── DATA SECTION

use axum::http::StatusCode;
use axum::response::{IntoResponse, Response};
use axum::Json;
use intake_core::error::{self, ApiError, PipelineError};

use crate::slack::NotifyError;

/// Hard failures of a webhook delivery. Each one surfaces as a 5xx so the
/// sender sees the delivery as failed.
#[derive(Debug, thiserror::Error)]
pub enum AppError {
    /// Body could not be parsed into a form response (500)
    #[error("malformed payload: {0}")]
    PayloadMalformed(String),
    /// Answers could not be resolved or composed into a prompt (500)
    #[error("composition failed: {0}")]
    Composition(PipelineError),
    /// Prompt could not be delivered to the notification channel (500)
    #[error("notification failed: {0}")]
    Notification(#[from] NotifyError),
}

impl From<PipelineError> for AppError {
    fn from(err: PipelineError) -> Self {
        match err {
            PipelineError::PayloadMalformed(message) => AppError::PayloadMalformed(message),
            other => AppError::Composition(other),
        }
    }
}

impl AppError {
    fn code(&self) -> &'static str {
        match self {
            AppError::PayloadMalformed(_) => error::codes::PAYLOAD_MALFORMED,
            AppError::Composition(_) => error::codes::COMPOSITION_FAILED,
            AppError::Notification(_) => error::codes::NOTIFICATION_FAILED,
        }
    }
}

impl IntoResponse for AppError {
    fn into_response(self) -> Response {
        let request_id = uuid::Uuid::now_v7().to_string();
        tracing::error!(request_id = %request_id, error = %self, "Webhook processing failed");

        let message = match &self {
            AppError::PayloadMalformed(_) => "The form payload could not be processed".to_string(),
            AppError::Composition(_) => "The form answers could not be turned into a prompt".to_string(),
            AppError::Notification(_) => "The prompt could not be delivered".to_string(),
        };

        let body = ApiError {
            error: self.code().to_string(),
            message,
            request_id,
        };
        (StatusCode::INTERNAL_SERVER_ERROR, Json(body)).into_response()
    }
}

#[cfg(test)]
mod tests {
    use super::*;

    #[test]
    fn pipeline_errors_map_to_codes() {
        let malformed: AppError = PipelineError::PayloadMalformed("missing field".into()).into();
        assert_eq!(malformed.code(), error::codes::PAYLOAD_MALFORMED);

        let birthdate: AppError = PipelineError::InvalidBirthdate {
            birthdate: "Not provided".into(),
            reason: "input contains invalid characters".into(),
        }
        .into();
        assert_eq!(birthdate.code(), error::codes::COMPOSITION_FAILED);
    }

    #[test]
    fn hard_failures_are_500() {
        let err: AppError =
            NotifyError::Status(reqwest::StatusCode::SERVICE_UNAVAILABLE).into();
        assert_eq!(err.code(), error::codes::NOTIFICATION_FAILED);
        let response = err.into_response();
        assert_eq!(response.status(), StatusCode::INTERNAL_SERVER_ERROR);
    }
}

────

▶ **TASK REQUIREMENTS**:
From the entries above, copy every line that holds the word "ApiError".

▶ **ANSWER TO THIS PROBLEM**:
use intake_core::error::{self, ApiError, PipelineError};
        let body = ApiError {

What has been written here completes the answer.